Tiled convolution with halo cells

 

 

 

Summary

 In this chapter we have studied convolution as an important parallel computation pattern. While convolution is used in many applications, such as computer vision and video processing, it also represents a general pattern that forms the basis of many parallel algorithms. For example, one can view the stencil algorithms in partial differential equation solvers as a special case of convolution; this will be the subject of Chapter 8, Stencil. For another example, one can also view the calculation of grid point force or potential value as a special case of convolution, which will be presented in Chapter 17, Iterative Magnetic Resonance Imaging Reconstruction. We will also apply much of what we learned in this chapter on convolutional neural networks in Chapter 16, Deep Learning.

 

 We presented a basic parallel convolution algorithm whose implementation will be limited by DRAM bandwidth for accessing both the input and filter elements.

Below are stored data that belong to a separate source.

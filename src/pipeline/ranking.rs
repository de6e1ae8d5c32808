//! Verdict ranking and best-candidate retention.

use crate::models::{BestCandidate, GeneratedCandidate, VerificationVerdict};

/// Points per status tier. Larger than any realistic blocker/warning penalty.
const TIER_WEIGHT: i64 = 1000;
const BLOCKER_PENALTY: i64 = 10;
const WARNING_PENALTY: i64 = 1;

/// Total order over verdicts: tier first, then fewer blockers, then fewer warnings.
pub fn rank_verdict(verdict: &VerificationVerdict) -> i64 {
    verdict.status.tier_score() * TIER_WEIGHT
        - BLOCKER_PENALTY * verdict.blockers.len() as i64
        - WARNING_PENALTY * verdict.warnings.len() as i64
}

/// Best candidate seen so far in a run.
///
/// Replaced only by a strictly higher rank, so ties keep the earliest candidate.
#[derive(Debug, Default)]
pub struct BestSoFar {
    best: BestCandidate,
}

impl BestSoFar {
    pub fn new() -> Self {
        Self::default()
    }

    pub fn rank(&self) -> Option<i64> {
        self.best.rank
    }

    /// Offer a verified candidate. Returns true if it became the new best.
    pub fn offer(
        &mut self,
        iteration: u32,
        candidate: &GeneratedCandidate,
        verdict: &VerificationVerdict,
        rank: i64,
    ) -> bool {
        if self.best.rank.is_some_and(|current| rank <= current) {
            return false;
        }
        self.best = BestCandidate {
            candidate: Some(candidate.clone()),
            verdict: Some(verdict.clone()),
            iteration: Some(iteration),
            rank: Some(rank),
        };
        true
    }

    pub fn into_inner(self) -> BestCandidate {
        self.best
    }
}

We then introduced constant memory and a simple modification to the kernel and host code to take advantage of constant caching and eliminate practically all DRAM accesses for the filter elements. We further introduced a tiled parallel convolution algorithm that reduces DRAM bandwidth consumption by leveraging the shared memory while introducing more control flow divergence and programming complexity. Finally, we presented a tiled parallel convolution algorithm that takes advantage of the L1 and L2 caches for handling halo cells.

 

 We presented an analysis of the benefit of tiling in terms of elevated arithmetic-to-global memory access ratio. The analysis is an important skill and will be useful in understanding the benefit of tiling for other patterns. Through the analysis we can learn about the limitation of small tile sizes, which is especially pronounced for large filters and 3D convolutions. 

 

 Although we have shown kernel examples for only 1D and 2D convolutions, the techniques are directly applicable to 3D convolutions as well. In general, the index calculation for the input and output arrays are more complex, owing to higher dimensionality. Also, one will have more loop nesting for each thread, since multiple dimensions need to be traversed in loading tiles and/or calculating output values. We encourage the reader to complete these higher-dimension kernels as homework exercises.